# Data provided
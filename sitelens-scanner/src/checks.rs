// Page-level checks derived from what the browser captured

use crate::issue::{Category, Issue, IssueSource, Severity, messages};
use crate::result::{DomSummary, Heading, PageScanResult};
use scraper::{ElementRef, Html, Selector};
use serde_json::json;
use std::sync::LazyLock;
use std::time::Duration;

pub const MAX_TITLE_LENGTH: usize = 60;
pub const SLOW_TTFB: Duration = Duration::from_millis(800);

/// How many console errors are echoed into an issue's details.
const MAX_REPORTED_ERRORS: usize = 10;

static TITLE: LazyLock<Selector> =
    LazyLock::new(|| Selector::parse("title").expect("static selector"));
static META_DESCRIPTION: LazyLock<Selector> =
    LazyLock::new(|| Selector::parse(r#"meta[name="description"]"#).expect("static selector"));
static VIEWPORT: LazyLock<Selector> =
    LazyLock::new(|| Selector::parse(r#"meta[name="viewport"]"#).expect("static selector"));
static CANONICAL: LazyLock<Selector> =
    LazyLock::new(|| Selector::parse(r#"link[rel="canonical"]"#).expect("static selector"));
static HTML_ROOT: LazyLock<Selector> =
    LazyLock::new(|| Selector::parse("html").expect("static selector"));
static HEADINGS: LazyLock<Selector> =
    LazyLock::new(|| Selector::parse("h1, h2, h3, h4, h5, h6").expect("static selector"));
static IMG: LazyLock<Selector> = LazyLock::new(|| Selector::parse("img").expect("static selector"));
static LINKS: LazyLock<Selector> =
    LazyLock::new(|| Selector::parse("a[href]").expect("static selector"));

fn collapsed_text(el: ElementRef<'_>) -> String {
    let text: String = el.text().collect();
    text.split_whitespace().collect::<Vec<_>>().join(" ")
}

fn first_attribute(document: &Html, selector: &Selector, name: &str) -> Option<String> {
    document
        .select(selector)
        .next()
        .and_then(|el| el.value().attr(name))
        .map(|v| v.trim().to_string())
        .filter(|v| !v.is_empty())
}

/// The same summary the browser builds in-page, from raw markup.
pub fn summarize_html(html: &str) -> DomSummary {
    let document = Html::parse_document(html);
    let images: Vec<_> = document.select(&IMG).collect();

    DomSummary {
        title: document
            .select(&TITLE)
            .next()
            .map(collapsed_text)
            .filter(|t| !t.is_empty()),
        meta_description: first_attribute(&document, &META_DESCRIPTION, "content"),
        headings: document
            .select(&HEADINGS)
            .filter_map(|h| {
                let level = h.value().name().strip_prefix('h')?.parse().ok()?;
                Some(Heading {
                    level,
                    text: collapsed_text(h),
                })
            })
            .collect(),
        canonical: first_attribute(&document, &CANONICAL, "href"),
        language: first_attribute(&document, &HTML_ROOT, "lang"),
        has_viewport: document.select(&VIEWPORT).next().is_some(),
        image_count: images.len(),
        images_missing_alt: images
            .iter()
            .filter(|img| img.value().attr("alt").is_none())
            .count(),
        link_count: document.select(&LINKS).count(),
        page_height: None,
    }
}

pub fn check_http_status(url: &str, status: u16, source: IssueSource) -> Option<Issue> {
    if status < 400 {
        return None;
    }
    Some(
        Issue::new(
            Category::Technical,
            Severity::Error,
            messages::HTTP_ERROR_STATUS,
            source,
        )
        .with_url(url)
        .with_suggestion(messages::SUGGEST_FIX_HTTP_STATUS)
        .with_details(json!({ "status": status })),
    )
}

pub fn check_ttfb(url: &str, ttfb: Duration, source: IssueSource) -> Issue {
    let ms = ttfb.as_millis() as u64;
    if ttfb > SLOW_TTFB {
        Issue::new(
            Category::Performance,
            Severity::Warning,
            messages::SLOW_TTFB,
            source,
        )
        .with_url(url)
        .with_suggestion(messages::SUGGEST_IMPROVE_TTFB)
        .with_details(json!({ "ttfbMs": ms, "thresholdMs": SLOW_TTFB.as_millis() as u64 }))
    } else {
        Issue::new(
            Category::Performance,
            Severity::Passed,
            messages::FAST_TTFB,
            source,
        )
        .with_url(url)
        .with_details(json!({ "ttfbMs": ms }))
    }
}

/// Document-level rules shared by every scan path.
pub fn document_issues(url: &str, dom: &DomSummary, source: IssueSource) -> Vec<Issue> {
    let mut issues = Vec::new();

    match dom.title.as_deref().map(str::trim) {
        None | Some("") => issues.push(
            Issue::new(Category::Technical, Severity::Error, messages::MISSING_TITLE, source)
                .with_url(url)
                .with_suggestion(messages::SUGGEST_ADD_TITLE),
        ),
        Some(title) if title.chars().count() > MAX_TITLE_LENGTH => issues.push(
            Issue::new(Category::Technical, Severity::Notice, messages::TITLE_TOO_LONG, source)
                .with_url(url)
                .with_suggestion(messages::SUGGEST_SHORTEN_TITLE)
                .with_details(json!({ "length": title.chars().count() })),
        ),
        Some(_) => {}
    }

    if dom
        .meta_description
        .as_deref()
        .is_none_or(|d| d.trim().is_empty())
    {
        issues.push(
            Issue::new(
                Category::Technical,
                Severity::Warning,
                messages::MISSING_META_DESCRIPTION,
                source,
            )
            .with_url(url)
            .with_suggestion(messages::SUGGEST_ADD_META_DESCRIPTION),
        );
    }

    match dom.h1_count() {
        0 => issues.push(
            Issue::new(Category::Technical, Severity::Warning, messages::MISSING_H1, source)
                .with_url(url)
                .with_suggestion(messages::SUGGEST_ADD_H1),
        ),
        1 => {}
        n => issues.push(
            Issue::new(Category::Technical, Severity::Notice, messages::MULTIPLE_H1, source)
                .with_url(url)
                .with_suggestion(messages::SUGGEST_ADD_H1)
                .with_details(json!({ "count": n })),
        ),
    }

    if dom.language.as_deref().is_none_or(|l| l.trim().is_empty()) {
        issues.push(
            Issue::new(
                Category::Accessibility,
                Severity::Warning,
                messages::MISSING_LANG,
                source,
            )
            .with_url(url)
            .with_suggestion(messages::SUGGEST_ADD_LANG),
        );
    }

    if !dom.has_viewport {
        issues.push(
            Issue::new(
                Category::Visual,
                Severity::Warning,
                messages::MISSING_VIEWPORT,
                source,
            )
            .with_url(url)
            .with_suggestion(messages::SUGGEST_ADD_VIEWPORT),
        );
    }

    if dom.images_missing_alt > 0 {
        issues.push(
            Issue::new(
                Category::Accessibility,
                Severity::Warning,
                messages::IMAGES_MISSING_ALT,
                source,
            )
            .with_url(url)
            .with_suggestion(messages::SUGGEST_ADD_ALT)
            .with_details(json!({
                "missing": dom.images_missing_alt,
                "total": dom.image_count,
            })),
        );
    }

    issues
}

/// Issues for a rendered page, from its DOM summary and listener data.
pub fn analyze_rendered_page(result: &PageScanResult) -> Vec<Issue> {
    let url = result.url.as_str();
    let source = IssueSource::Browser;
    let mut issues = Vec::new();

    if let Some(status) = result.status_code
        && let Some(issue) = check_http_status(url, status, source)
    {
        issues.push(issue);
    }

    issues.extend(document_issues(url, &result.dom, source));

    if !result.console_errors.is_empty() {
        let sample: Vec<&str> = result
            .console_errors
            .iter()
            .take(MAX_REPORTED_ERRORS)
            .map(|e| e.text.as_str())
            .collect();
        issues.push(
            Issue::new(
                Category::Technical,
                Severity::Warning,
                messages::CONSOLE_ERRORS,
                source,
            )
            .with_url(url)
            .with_suggestion(messages::SUGGEST_FIX_JS_ERRORS)
            .with_details(json!({
                "count": result.console_errors.len(),
                "errors": sample,
            })),
        );
    }

    if !result.broken_resources.is_empty() {
        issues.push(
            Issue::new(
                Category::Technical,
                Severity::Error,
                messages::BROKEN_RESOURCES,
                source,
            )
            .with_url(url)
            .with_suggestion(messages::SUGGEST_FIX_BROKEN_RESOURCES)
            .with_details(json!({
                "count": result.broken_resources.len(),
                "resources": result.broken_resources,
            })),
        );
    }

    if let Some(ttfb) = result.ttfb {
        issues.push(check_ttfb(url, ttfb, source));
    }

    issues
}
use thiserror::Error;

#[derive(Error, Debug)]
pub enum ScanError {
    #[error("HTTP request failed: {0}")]
    HttpError(#[from] reqwest::Error),

    #[error("Parse error: {0}")]
    ParseError(String),

    #[error("Browser engine error: {0}")]
    BrowserError(String),

    #[error("Timed out after {secs}s: {what}")]
    Timeout { what: String, secs: u64 },

    #[error("Other error: {0}")]
    Other(String),
}

impl From<chromiumoxide::error::CdpError> for ScanError {
    fn from(err: chromiumoxide::error::CdpError) -> Self {
        ScanError::BrowserError(err.to_string())
    }
}

pub type Result<T> = std::result::Result<T, ScanError>;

# Problem to work on
What lines in the listing above contain the word "const"? Show each one.

# Problem solution
pub const MAX_TITLE_LENGTH: usize = 60;
pub const SLOW_TTFB: Duration = Duration::from_millis(800);
const MAX_REPORTED_ERRORS: usize = 10;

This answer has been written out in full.